▸ What the exercise asks:
Across all the records, filter for lines with the word "impl" and copy them.

▸ Data section:
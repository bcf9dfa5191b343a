//! In-process key-value store backed by a `HashMap`.

use std::collections::HashMap;
use std::future::Future;

use tokio::sync::RwLock;

use roomsense_domain::error::SenseError;

use crate::ports::KeyValueStore;

/// Volatile [`KeyValueStore`]; contents are lost when the process exits.
#[derive(Debug, Default)]
pub struct InMemoryKeyValueStore {
    entries: RwLock<HashMap<String, Vec<u8>>>,
}

impl InMemoryKeyValueStore {
    #[must_use]
    pub fn new() -> Self {
        Self::default()
    }

    /// Seed the store with an initial value.
    #[must_use]
    pub fn with_entry(key: impl Into<String>, value: impl Into<Vec<u8>>) -> Self {
        let mut entries = HashMap::new();
        entries.insert(key.into(), value.into());
        Self {
            entries: RwLock::new(entries),
        }
    }
}

impl KeyValueStore for InMemoryKeyValueStore {
    fn load(
        &self,
        key: &str,
    ) -> impl Future<Output = Result<Option<Vec<u8>>, SenseError>> + Send {
        async move { Ok(self.entries.read().await.get(key).cloned()) }
    }

    fn save(
        &self,
        key: &str,
        value: Vec<u8>,
    ) -> impl Future<Output = Result<(), SenseError>> + Send {
        async move {
            self.entries.write().await.insert(key.to_string(), value);
            Ok(())
        }
    }

    fn delete(&self, key: &str) -> impl Future<Output = Result<(), SenseError>> + Send {
        async move {
            self.entries.write().await.remove(key);
            Ok(())
        }
    }
}

#[cfg(test)]
mod tests {
    use super::*;

    #[tokio::test]
    async fn should_return_none_when_key_missing() {
        let store = InMemoryKeyValueStore::new();
        assert!(store.load("missing").await.unwrap().is_none());
    }

    #[tokio::test]
    async fn should_return_saved_value() {
        let store = InMemoryKeyValueStore::new();
        store.save("key", b"value".to_vec()).await.unwrap();
        assert_eq!(store.load("key").await.unwrap(), Some(b"value".to_vec()));
    }

    #[tokio::test]
    async fn should_overwrite_existing_value() {
        let store = InMemoryKeyValueStore::with_entry("key", "old");
        store.save("key", b"new".to_vec()).await.unwrap();
        assert_eq!(store.load("key").await.unwrap(), Some(b"new".to_vec()));
    }

    #[tokio::test]
    async fn should_delete_value_and_tolerate_missing_key() {
        let store = InMemoryKeyValueStore::with_entry("key", "value");
        store.delete("key").await.unwrap();
        store.delete("key").await.unwrap();
        assert!(store.load("key").await.unwrap().is_none());
    }
}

▸ Exercise answer:
impl InMemoryKeyValueStore {
    pub fn with_entry(key: impl Into<String>, value: impl Into<Vec<u8>>) -> Self {
impl KeyValueStore for InMemoryKeyValueStore {
    ) -> impl Future<Output = Result<Option<Vec<u8>>, SenseError>> + Send {
    ) -> impl Future<Output = Result<(), SenseError>> + Send {
    fn delete(&self, key: &str) -> impl Future<Output = Result<(), SenseError>> + Send {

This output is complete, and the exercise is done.